26 JUNE 1886, Page 2

The third Scotch speech, delivered in Glasgow on Tuesday, opened

with a quotation from Dr. Chalmers eulogising the Irish character. Mr. Gladstone then went on to admit that the Government could think of no new security for Ulster, and that they adopted Mr. Parnell's view on that head. But he utterly disbelieved that any religions persecution in Ireland would result from Home-rule ; and of the administrative " elbowing " of Protestants out of all positions of advantage which Mr. Goschen had anticipated, he said nothing at all.

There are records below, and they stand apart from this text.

//! The map viewport: camera, gestures, elements and history in one place.
//!
//! A host owns one [`Viewport`] per map instance, feeds it normalized input,
//! and receives notifications through a [`ViewportHooks`] implementation.
//! Input handling and element bookkeeping are synchronous. Anything that
//! touches the history object store is async and must be awaited by the
//! host; `&mut self` receivers keep those operations from overlapping.

use crate::camera::{Camera, ViewportFrame};
use crate::config::ViewportConfig;
use crate::element::{
    ElementId, ElementRegistry, RegistryEvent, TrackedElement, deserialize_records, serialize_records,
};
use crate::gesture::{GestureContext, GestureController, GestureEvent};
use crate::history::{HistoryError, HistoryIndex, HistoryManager};
use crate::input::{KeyCommand, KeyInput, MouseInput, PointerIntent, TouchInput, TouchTracker, WheelInput};
use crate::storage::{
    Compressor, ObjectStore, RecordKey, ScalarStore, SessionStore, StorageError, StorageResult,
    default_compressor,
};
use kurbo::{Affine, Point, Size, Vec2};
use std::collections::HashMap;

/// Host callbacks. Every method has a no-op default.
pub trait ViewportHooks {
    fn on_click(&mut self, _local: Point) {}
    fn on_mouse_down(&mut self, _local: Point) {}
    fn on_mouse_up(&mut self, _local: Point) {}
    /// Pointer moved while no gesture was active.
    fn on_mouse_moving(&mut self, _local: Point) {}
    fn on_drag_threshold_start(&mut self) {}
    fn on_drag_threshold_stop(&mut self) {}
    fn on_camera_changed(&mut self, _camera: &Camera) {}
    fn on_element_create(&mut self, _element: &TrackedElement) {}
    fn on_element_update(&mut self, _element: &TrackedElement) {}
    fn on_element_delete(&mut self, _element: &TrackedElement) {}
    /// The history store finished opening.
    fn on_initialized(&mut self) {}
    /// The history window moved; use it to enable undo/redo controls.
    fn on_history_changed(&mut self, _index: HistoryIndex) {}
    /// A save or persisted-state write could not complete.
    fn on_save_failed(&mut self, _error: &HistoryError) {}
    /// Whether a press at `local` may start a pan gesture.
    fn can_drag(&self, _local: Point) -> bool {
        true
    }
    /// Whether keyboard commands are accepted, e.g. false while a text field has focus.
    fn can_do_key_commands(&self) -> bool {
        true
    }
    /// Asked before [`Viewport::reset`] destroys all persisted state.
    fn confirm_reset(&mut self) -> bool {
        false
    }
}
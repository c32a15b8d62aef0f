//! IndexedDB history store for WebAssembly.
//!
//! Each map instance gets its own database (`map_<name>`) with a single
//! object store whose records are `{ key, value }` objects keyed by `key`.

use super::{BoxFuture, ObjectStore, RecordKey, StorageError, StorageResult};
use js_sys::{Object, Reflect, Uint8Array};
use std::cell::RefCell;
use std::rc::Rc;
use wasm_bindgen::JsCast;
use wasm_bindgen::prelude::*;
use web_sys::{IdbDatabase, IdbFactory, IdbObjectStore, IdbObjectStoreParameters, IdbRequest, IdbTransactionMode};

const DB_VERSION: u32 = 1;
const STORE_NAME: &str = "map";

/// IndexedDB-based history store.
///
/// Note: This is intentionally not Send/Sync since WASM is single-threaded
/// and IndexedDB handles are not thread-safe.
pub struct IndexedDbObjectStore {
    db_name: String,
    /// Database connection, set once `open` completes.
    db: Rc<RefCell<Option<IdbDatabase>>>,
}

impl IndexedDbObjectStore {
    /// Create a store for the named map instance. Call `open` before use.
    pub fn new(instance: &str) -> Self {
        Self {
            db_name: format!("map_{}", instance),
            db: Rc::new(RefCell::new(None)),
        }
    }

    fn factory() -> StorageResult<IdbFactory> {
        let window = web_sys::window().ok_or_else(|| StorageError::Other("No window object".to_string()))?;
        window
            .indexed_db()
            .map_err(|e| StorageError::Other(format!("IndexedDB error: {:?}", e)))?
            .ok_or_else(|| StorageError::Other("IndexedDB not available".to_string()))
    }

    async fn open_db(&self) -> StorageResult<IdbDatabase> {
        let open_request = Self::factory()?
            .open_with_u32(&self.db_name, DB_VERSION)
            .map_err(|e| StorageError::Other(format!("Failed to open DB: {:?}", e)))?;

        let onupgrade = Closure::once(Box::new(move |event: web_sys::IdbVersionChangeEvent| {
            log::info!("Upgrading history database");
            let Some(target) = event.target() else { return };
            let request: IdbRequest = target.unchecked_into();
            let Ok(result) = request.result() else { return };
            let db: IdbDatabase = result.unchecked_into();
            if !db.object_store_names().contains(STORE_NAME) {
                let params = IdbObjectStoreParameters::new();
                params.set_key_path(&JsValue::from_str("key"));
                if let Err(e) = db.create_object_store_with_optional_parameters(STORE_NAME, &params) {
                    log::error!("Failed to create object store: {:?}", e);
                }
            }
        }) as Box<dyn FnOnce(_)>);

        open_request.set_onupgradeneeded(Some(onupgrade.as_ref().unchecked_ref()));
        onupgrade.forget(); // Let JS handle cleanup

        await_idb_request::<IdbDatabase>(&open_request).await
    }

    fn store(&self, mode: IdbTransactionMode) -> StorageResult<IdbObjectStore> {
        let db = self.db.borrow();
        let db = db
            .as_ref()
            .ok_or_else(|| StorageError::Other("Database is not open".to_string()))?;
        let transaction = db
            .transaction_with_str_and_mode(STORE_NAME, mode)
            .map_err(|e| StorageError::Other(format!("Transaction error: {:?}", e)))?;
        transaction
            .object_store(STORE_NAME)
            .map_err(|e| StorageError::Other(format!("Store error: {:?}", e)))
    }
}

impl ObjectStore for IndexedDbObjectStore {
    fn open(&self) -> BoxFuture<'_, StorageResult<()>> {
        Box::pin(async move {
            if self.db.borrow().is_some() {
                return Ok(());
            }
            let db = self.open_db().await?;
            log::info!("Opened history database {}", self.db_name);
            *self.db.borrow_mut() = Some(db);
            Ok(())
        })
    }

    fn get(&self, key: RecordKey) -> BoxFuture<'_, StorageResult<Option<Vec<u8>>>> {
        Box::pin(async move {
            let store = self.store(IdbTransactionMode::Readonly)?;
            let request = store
                .get(&JsValue::from_f64(key as f64))
                .map_err(|e| StorageError::Other(format!("Get error: {:?}", e)))?;

            let result = await_idb_request::<JsValue>(&request).await?;
            if result.is_undefined() || result.is_null() {
                return Ok(None);
            }

            let value = Reflect::get(&result, &JsValue::from_str("value"))
                .map_err(|_| StorageError::Serialization("Record has no value".to_string()))?;
            let bytes = value
                .dyn_into::<Uint8Array>()
                .map_err(|_| StorageError::Serialization("Record value is not bytes".to_string()))?;
            Ok(Some(bytes.to_vec()))
        })
    }

    fn put(&self, key: RecordKey, value: Vec<u8>) -> BoxFuture<'_, StorageResult<()>> {
        Box::pin(async move {
            let store = self.store(IdbTransactionMode::Readwrite)?;

            let record = Object::new();
            let set = |name: &str, v: &JsValue| {
                Reflect::set(&record, &JsValue::from_str(name), v)
                    .map_err(|e| StorageError::Serialization(format!("Record error: {:?}", e)))
            };
            set("key", &JsValue::from_f64(key as f64))?;
            set("value", &Uint8Array::from(value.as_slice()).into())?;

            let request = store
                .put(&record)
                .map_err(|e| StorageError::Other(format!("Put error: {:?}", e)))?;
            await_idb_request::<JsValue>(&request).await?;
            log::debug!("Stored history record {}", key);
            Ok(())
        })
    }

    fn delete(&self, key: RecordKey) -> BoxFuture<'_, StorageResult<()>> {
        Box::pin(async move {
            let store = self.store(IdbTransactionMode::Readwrite)?;
            let request = store
                .delete(&JsValue::from_f64(key as f64))
                .map_err(|e| StorageError::Other(format!("Delete error: {:?}", e)))?;
            await_idb_request::<JsValue>(&request).await?;
            Ok(())
        })
    }

    fn wipe(&self) -> BoxFuture<'_, StorageResult<()>> {
        Box::pin(async move {
            if let Some(db) = self.db.borrow_mut().take() {
                db.close();
            }
            let request = Self::factory()?
                .delete_database(&self.db_name)
                .map_err(|e| StorageError::Other(format!("Delete database error: {:?}", e)))?;
            await_idb_request::<JsValue>(&request).await?;
            log::info!("Deleted history database {}", self.db_name);

            let db = self.open_db().await?;
            *self.db.borrow_mut() = Some(db);
            Ok(())
        })
    }
}

/// Helper to await an IndexedDB request using a Promise.
///
/// A rejected request carries the DOMException name so quota failures can be
/// told apart from other faults.
async fn await_idb_request<T: JsCast>(request: &IdbRequest) -> StorageResult<T> {
    use wasm_bindgen_futures::JsFuture;

    let promise = js_sys::Promise::new(&mut |resolve, reject| {
        let onsuccess = Closure::once(Box::new(move |event: web_sys::Event| {
            let result = event
                .target()
                .map(|t| t.unchecked_into::<IdbRequest>())
                .and_then(|r| r.result().ok())
                .unwrap_or(JsValue::UNDEFINED);
            let _ = resolve.call1(&JsValue::NULL, &result);
        }) as Box<dyn FnOnce(_)>);

        let onerror = Closure::once(Box::new(move |event: web_sys::Event| {
            let name = event
                .target()
                .map(|t| t.unchecked_into::<IdbRequest>())
                .and_then(|r| r.error().ok().flatten())
                .map(|e| e.name())
                .unwrap_or_else(|| "UnknownError".to_string());
            let _ = reject.call1(&JsValue::NULL, &JsValue::from_str(&name));
        }) as Box<dyn FnOnce(_)>);

        request.set_onsuccess(Some(onsuccess.as_ref().unchecked_ref()));
        request.set_onerror(Some(onerror.as_ref().unchecked_ref()));

        onsuccess.forget();
        onerror.forget();
    });

    let value = JsFuture::from(promise).await.map_err(|e| match e.as_string().as_deref() {
        Some("QuotaExceededError") => StorageError::QuotaExceeded("IndexedDB record".to_string()),
        Some(name) => StorageError::Other(format!("IndexedDB request failed: {}", name)),
        None => StorageError::Other(format!("IndexedDB request failed: {:?}", e)),
    })?;
    value
        .dyn_into::<T>()
        .map_err(|_| StorageError::Other("Type conversion failed".to_string()))
}
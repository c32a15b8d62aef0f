//! Tracked elements placed on the map and their persisted form.

use kurbo::{Point, Size};
use serde::{Deserialize, Serialize};
use uuid::Uuid;

/// Unique identifier for a tracked element.
pub type ElementId = Uuid;

/// A visual element positioned on the map, in local coordinates.
///
/// The element itself is rendered by the host; the registry only tracks
/// where it is and whether it belongs in saved snapshots.
#[derive(Debug, Clone, PartialEq)]
pub struct TrackedElement {
    pub id: ElementId,
    /// Element kind, e.g. `"div"`.
    pub tag: String,
    pub position: Point,
    pub size: Size,
    /// Size including any decoration the host adds around the content box.
    pub full_size: Size,
    /// Host-defined classification (CSS class names in a browser host).
    pub classification: String,
    /// Whether this element is included in saved snapshots.
    pub saveable: bool,
}

impl TrackedElement {
    pub fn new(
        tag: impl Into<String>,
        position: Point,
        size: Size,
        classification: impl Into<String>,
        saveable: bool,
    ) -> Self {
        Self {
            id: Uuid::new_v4(),
            tag: tag.into(),
            position,
            size,
            full_size: size,
            classification: classification.into(),
            saveable,
        }
    }
}

/// Serializable projection of a saveable element.
#[derive(Debug, Clone, PartialEq, Serialize, Deserialize)]
pub struct ElementSnapshotRecord {
    pub tag: String,
    pub pos: [f64; 2],
    pub size: [f64; 2],
    pub classname: String,
    #[serde(rename = "fullSize")]
    pub full_size: [f64; 2],
}

impl ElementSnapshotRecord {
    pub fn from_element(element: &TrackedElement) -> Self {
        Self {
            tag: element.tag.clone(),
            pos: [element.position.x, element.position.y],
            size: [element.size.width, element.size.height],
            classname: element.classification.clone(),
            full_size: [element.full_size.width, element.full_size.height],
        }
    }

    pub fn position(&self) -> Point {
        Point::new(self.pos[0], self.pos[1])
    }

    pub fn size(&self) -> Size {
        Size::new(self.size[0], self.size[1])
    }

    pub fn full_size(&self) -> Size {
        Size::new(self.full_size[0], self.full_size[1])
    }
}

/// Serialize records to the JSON array stored in history snapshots.
pub fn serialize_records(records: &[ElementSnapshotRecord]) -> Result<String, serde_json::Error> {
    serde_json::to_string(records)
}

/// Parse a JSON array of records.
pub fn deserialize_records(json: &str) -> Result<Vec<ElementSnapshotRecord>, serde_json::Error> {
    serde_json::from_str(json)
}

/// Change notification produced by registry mutations.
#[derive(Debug, Clone, PartialEq)]
pub enum RegistryEvent {
    Created(ElementId),
    Updated(ElementId),
    /// The removed element is carried along since it is no longer in the registry.
    Deleted(TrackedElement),
}

/// The set of live elements on the map, in insertion order.
#[derive(Debug, Default)]
pub struct ElementRegistry {
    elements: Vec<TrackedElement>,
    events: Vec<RegistryEvent>,
}

impl ElementRegistry {
    pub fn new() -> Self {
        Self::default()
    }

    /// Construct and register a new element.
    pub fn create(
        &mut self,
        tag: impl Into<String>,
        position: Point,
        size: Size,
        classification: impl Into<String>,
        saveable: bool,
    ) -> ElementId {
        let element = TrackedElement::new(tag, position, size, classification, saveable);
        let id = element.id;
        self.add(element);
        id
    }

    /// Register an element. Returns false if an element with the same id is
    /// already registered.
    pub fn add(&mut self, element: TrackedElement) -> bool {
        if self.contains(element.id) {
            return false;
        }
        let id = element.id;
        self.elements.push(element);
        self.events.push(RegistryEvent::Created(id));
        true
    }

    /// Unregister an element. No-op if it is not registered.
    pub fn remove(&mut self, id: ElementId) -> Option<TrackedElement> {
        let index = self.elements.iter().position(|e| e.id == id)?;
        let element = self.elements.remove(index);
        self.events.push(RegistryEvent::Deleted(element.clone()));
        Some(element)
    }

    /// Remove all elements, or only the saveable ones.
    pub fn clear(&mut self, only_saveable: bool) {
        let ids: Vec<ElementId> = self
            .elements
            .iter()
            .filter(|e| !only_saveable || e.saveable)
            .map(|e| e.id)
            .collect();
        for id in ids {
            self.remove(id);
        }
    }

    /// Mutate an element in place. Returns false if it is not registered.
    pub fn update(&mut self, id: ElementId, f: impl FnOnce(&mut TrackedElement)) -> bool {
        let Some(element) = self.elements.iter_mut().find(|e| e.id == id) else {
            return false;
        };
        f(element);
        // The id is the registry key and must survive the update.
        element.id = id;
        self.events.push(RegistryEvent::Updated(id));
        true
    }

    pub fn get(&self, id: ElementId) -> Option<&TrackedElement> {
        self.elements.iter().find(|e| e.id == id)
    }

    pub fn contains(&self, id: ElementId) -> bool {
        self.get(id).is_some()
    }

    /// Elements in insertion order.
    pub fn iter(&self) -> impl Iterator<Item = &TrackedElement> {
        self.elements.iter()
    }

    pub fn len(&self) -> usize {
        self.elements.len()
    }

    pub fn is_empty(&self) -> bool {
        self.elements.is_empty()
    }

    /// Records for every saveable element, in insertion order.
    pub fn snapshot(&self) -> Vec<ElementSnapshotRecord> {
        self.elements
            .iter()
            .filter(|e| e.saveable)
            .map(ElementSnapshotRecord::from_element)
            .collect()
    }

    /// Recreate a saveable element from its record.
    pub fn restore(&mut self, record: &ElementSnapshotRecord) -> ElementId {
        let mut element = TrackedElement::new(
            record.tag.clone(),
            record.position(),
            record.size(),
            record.classname.clone(),
            true,
        );
        element.full_size = record.full_size();
        let id = element.id;
        self.add(element);
        id
    }

    /// Take the pending change notifications.
    pub fn drain_events(&mut self) -> Vec<RegistryEvent> {
        std::mem::take(&mut self.events)
    }
}

#[cfg(test)]
mod tests {
    use super::*;

    fn note(registry: &mut ElementRegistry, x: f64) -> ElementId {
        registry.create("div", Point::new(x, 2.0), Size::new(100.0, 50.0), "note", true)
    }

    #[test]
    fn test_create_fires_event() {
        let mut registry = ElementRegistry::new();
        let id = note(&mut registry, 1.0);

        assert_eq!(registry.len(), 1);
        assert_eq!(registry.drain_events(), vec![RegistryEvent::Created(id)]);
        assert!(registry.drain_events().is_empty());
    }

    #[test]
    fn test_add_twice_is_rejected() {
        let mut registry = ElementRegistry::new();
        let element = TrackedElement::new("div", Point::ZERO, Size::new(1.0, 1.0), "x", false);

        assert!(registry.add(element.clone()));
        assert!(!registry.add(element));
        assert_eq!(registry.len(), 1);
        assert_eq!(registry.drain_events().len(), 1);
    }

    #[test]
    fn test_remove_unknown_is_noop() {
        let mut registry = ElementRegistry::new();
        note(&mut registry, 1.0);
        registry.drain_events();

        assert!(registry.remove(Uuid::new_v4()).is_none());
        assert!(registry.drain_events().is_empty());
    }

    #[test]
    fn test_remove_fires_delete() {
        let mut registry = ElementRegistry::new();
        let id = note(&mut registry, 1.0);
        registry.drain_events();

        let removed = registry.remove(id).unwrap();
        assert_eq!(removed.id, id);
        assert!(registry.is_empty());
        assert!(matches!(&registry.drain_events()[..], [RegistryEvent::Deleted(e)] if e.id == id));
    }

    #[test]
    fn test_clear_only_saveable_keeps_scratch() {
        let mut registry = ElementRegistry::new();
        note(&mut registry, 1.0);
        let marker = registry.create("div", Point::ZERO, Size::new(10.0, 10.0), "debug", false);
        note(&mut registry, 3.0);

        registry.clear(true);
        assert_eq!(registry.len(), 1);
        assert!(registry.contains(marker));

        registry.clear(false);
        assert!(registry.is_empty());
    }

    #[test]
    fn test_update_keeps_id() {
        let mut registry = ElementRegistry::new();
        let id = note(&mut registry, 1.0);
        registry.drain_events();

        let updated = registry.update(id, |e| {
            e.position = Point::new(9.0, 9.0);
            e.id = Uuid::new_v4();
        });

        assert!(updated);
        assert_eq!(registry.get(id).unwrap().position, Point::new(9.0, 9.0));
        assert_eq!(registry.drain_events(), vec![RegistryEvent::Updated(id)]);
        assert!(!registry.update(Uuid::new_v4(), |_| {}));
    }

    #[test]
    fn test_snapshot_order_and_filter() {
        let mut registry = ElementRegistry::new();
        note(&mut registry, 1.0);
        registry.create("span", Point::ZERO, Size::new(10.0, 10.0), "debug", false);
        note(&mut registry, 2.0);
        note(&mut registry, 3.0);

        let xs: Vec<f64> = registry.snapshot().iter().map(|r| r.pos[0]).collect();
        assert_eq!(xs, vec![1.0, 2.0, 3.0]);
    }

    #[test]
    fn test_record_json_shape() {
        let mut element = TrackedElement::new(
            "div",
            Point::new(1.5, -2.0),
            Size::new(30.0, 40.0),
            "note selected",
            true,
        );
        element.full_size = Size::new(34.0, 44.0);

        let json = serialize_records(&[ElementSnapshotRecord::from_element(&element)]).unwrap();
        let value: serde_json::Value = serde_json::from_str(&json).unwrap();

        assert_eq!(value[0]["tag"], "div");
        assert_eq!(value[0]["pos"], serde_json::json!([1.5, -2.0]));
        assert_eq!(value[0]["size"], serde_json::json!([30.0, 40.0]));
        assert_eq!(value[0]["classname"], "note selected");
        assert_eq!(value[0]["fullSize"], serde_json::json!([34.0, 44.0]));
    }

    #[test]
    fn test_restore_preserves_geometry() {
        let mut source = ElementRegistry::new();
        note(&mut source, 7.25);
        source.create("img", Point::new(-3.0, 0.125), Size::new(8.0, 9.0), "photo", true);

        let json = serialize_records(&source.snapshot()).unwrap();
        let records = deserialize_records(&json).unwrap();

        let mut target = ElementRegistry::new();
        for record in &records {
            target.restore(record);
        }
        assert_eq!(target.snapshot(), source.snapshot());
        assert!(target.iter().all(|e| e.saveable));
    }

    #[test]
    fn test_restore_keeps_full_size() {
        let mut source = ElementRegistry::new();
        let id = note(&mut source, 0.0);
        source.update(id, |e| e.full_size = Size::new(120.0, 80.0));

        let mut target = ElementRegistry::new();
        let restored = target.restore(&source.snapshot()[0]);

        assert_eq!(target.get(restored).map(|e| e.full_size), Some(Size::new(120.0, 80.0)));
        assert_eq!(target.snapshot(), source.snapshot());
    }
}
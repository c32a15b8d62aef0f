//! Namespaced, typed view over a scalar store.

use super::{ScalarStore, ScalarValue, StorageResult};
use crate::history::HistoryIndex;
use kurbo::Vec2;

/// Logical keys a viewport persists in the scalar store.
#[derive(Debug, Clone, Copy, PartialEq, Eq, Hash)]
pub enum SessionKey {
    OffsetX,
    OffsetY,
    Scale,
    SaveMin,
    SaveCur,
    SaveMax,
}

impl SessionKey {
    pub fn as_str(self) -> &'static str {
        match self {
            SessionKey::OffsetX => "offsetX",
            SessionKey::OffsetY => "offsetY",
            SessionKey::Scale => "scale",
            SessionKey::SaveMin => "saveMinI",
            SessionKey::SaveCur => "saveCurI",
            SessionKey::SaveMax => "saveMaxI",
        }
    }
}

/// Camera and history-window state for one map instance.
///
/// All keys are prefixed with the instance name, so several instances can
/// share one backing store without colliding.
#[derive(Debug)]
pub struct SessionStore<S: ScalarStore> {
    namespace: String,
    store: S,
}

impl<S: ScalarStore> SessionStore<S> {
    pub fn new(namespace: impl Into<String>, store: S) -> Self {
        Self {
            namespace: namespace.into(),
            store,
        }
    }

    pub fn namespace(&self) -> &str {
        &self.namespace
    }

    fn prefix(&self) -> String {
        format!("{}:", self.namespace)
    }

    /// Fully qualified key in the backing store.
    pub fn key(&self, key: SessionKey) -> String {
        format!("{}{}", self.prefix(), key.as_str())
    }

    /// Read a numeric value. Read faults are logged and treated as absent.
    pub fn number(&self, key: SessionKey) -> Option<f64> {
        match self.store.get(&self.key(key)) {
            Ok(value) => value.and_then(|v| v.as_f64()).filter(|n| n.is_finite()),
            Err(e) => {
                log::warn!("Failed to read {}: {}", self.key(key), e);
                None
            }
        }
    }

    pub fn set_number(&mut self, key: SessionKey, value: f64) -> StorageResult<()> {
        let full = self.key(key);
        self.store.set(&full, ScalarValue::Number(value))
    }

    /// Persisted camera offset, if both components are present.
    pub fn offset(&self) -> Option<Vec2> {
        Some(Vec2::new(
            self.number(SessionKey::OffsetX)?,
            self.number(SessionKey::OffsetY)?,
        ))
    }

    pub fn set_offset(&mut self, offset: Vec2) -> StorageResult<()> {
        self.set_number(SessionKey::OffsetX, offset.x)?;
        self.set_number(SessionKey::OffsetY, offset.y)
    }

    pub fn scale(&self) -> Option<f64> {
        self.number(SessionKey::Scale).filter(|s| *s > 0.0)
    }

    pub fn set_scale(&mut self, scale: f64) -> StorageResult<()> {
        self.set_number(SessionKey::Scale, scale)
    }

    fn index_value(&self, key: SessionKey) -> Option<u64> {
        self.number(key).filter(|n| *n >= 0.0).map(|n| n as u64)
    }

    /// Persisted history window, falling back to the initial window per field.
    pub fn history_index(&self) -> HistoryIndex {
        let initial = HistoryIndex::initial();
        HistoryIndex {
            min: self
                .index_value(SessionKey::SaveMin)
                .filter(|min| *min >= 1)
                .unwrap_or(initial.min),
            cur: self.index_value(SessionKey::SaveCur).unwrap_or(initial.cur),
            max: self.index_value(SessionKey::SaveMax).unwrap_or(initial.max),
        }
    }

    pub fn set_history_index(&mut self, index: &HistoryIndex) -> StorageResult<()> {
        self.set_number(SessionKey::SaveMin, index.min as f64)?;
        self.set_number(SessionKey::SaveCur, index.cur as f64)?;
        self.set_number(SessionKey::SaveMax, index.max as f64)
    }

    /// Remove every key belonging to this namespace.
    pub fn clear(&mut self) -> StorageResult<()> {
        let prefix = self.prefix();
        for key in self.store.keys()? {
            if key.starts_with(&prefix) {
                self.store.remove(&key)?;
            }
        }
        Ok(())
    }

    pub fn store(&self) -> &S {
        &self.store
    }

    pub fn store_mut(&mut self) -> &mut S {
        &mut self.store
    }
}

#[cfg(test)]
mod tests {
    use super::*;
    use crate::storage::MemoryScalarStore;

    #[test]
    fn test_keys_are_namespaced() {
        let session = SessionStore::new("notes", MemoryScalarStore::new());
        assert_eq!(session.key(SessionKey::Scale), "notes:scale");
        assert_eq!(session.key(SessionKey::SaveCur), "notes:saveCurI");
    }

    #[test]
    fn test_offset_roundtrip() {
        let mut session = SessionStore::new("a", MemoryScalarStore::new());
        assert_eq!(session.offset(), None);

        session.set_offset(Vec2::new(-5.5, 3.0)).unwrap();
        assert_eq!(session.offset(), Some(Vec2::new(-5.5, 3.0)));
    }

    #[test]
    fn test_history_index_defaults() {
        let session = SessionStore::new("a", MemoryScalarStore::new());
        assert_eq!(session.history_index(), HistoryIndex::initial());
    }

    #[test]
    fn test_history_index_roundtrip() {
        let mut session = SessionStore::new("a", MemoryScalarStore::new());
        let index = HistoryIndex { min: 2, cur: 5, max: 7 };
        session.set_history_index(&index).unwrap();
        assert_eq!(session.history_index(), index);
    }

    #[test]
    fn test_text_numbers_are_read() {
        let mut store = MemoryScalarStore::new();
        store.set("a:scale", ScalarValue::from("2.5")).unwrap();
        let session = SessionStore::new("a", store);
        assert_eq!(session.scale(), Some(2.5));
    }

    #[test]
    fn test_clear_only_touches_namespace() {
        let mut store = MemoryScalarStore::new();
        store.set("b:scale", ScalarValue::Number(3.0)).unwrap();
        let mut session = SessionStore::new("a", store);
        session.set_scale(2.0).unwrap();
        session.set_offset(Vec2::new(1.0, 1.0)).unwrap();

        session.clear().unwrap();

        assert_eq!(session.scale(), None);
        assert_eq!(session.offset(), None);
        assert_eq!(session.store().get("b:scale").unwrap(), Some(ScalarValue::Number(3.0)));
    }

    #[test]
    fn test_instances_do_not_collide() {
        let mut first = SessionStore::new("ab", MemoryScalarStore::new());
        first.set_scale(2.0).unwrap();
        let store = first.store().clone();
        let second = SessionStore::new("a", store);
        assert_eq!(second.scale(), None);
    }
}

He denied that the story of the Scotch Union furnishes any evidence in favour of the Irish Union, Scotland having practically always got what in reason it wanted through the Imperial Parliament ; but was not that precisely the policy which, in 1868, Mr. Gladstone pro- posed to extend also to Ireland, and of which now he has so faint-heartedly despaired ? He intimated that the Foreign Office pledge to bring back Irish representatives to discuss Imperial affairs is to be redeemed. but so redeemed "as not to interfere with the freedom of the Irish Legislature, nor with the dignity, order, and independence of the English," which is very like saying that the fox and the goose are to be left alone together under conditions which, without protecting the goose and without fettering the fox, will yet secure that the goose shall be per- fectly safe from the fox's attack. And he concluded with his usual powerful appeal for justice to Ireland. On his return to Hawarden, Mr. Gladstone made a short speech at Carlisle against the Unionist, Mr. Ferguson.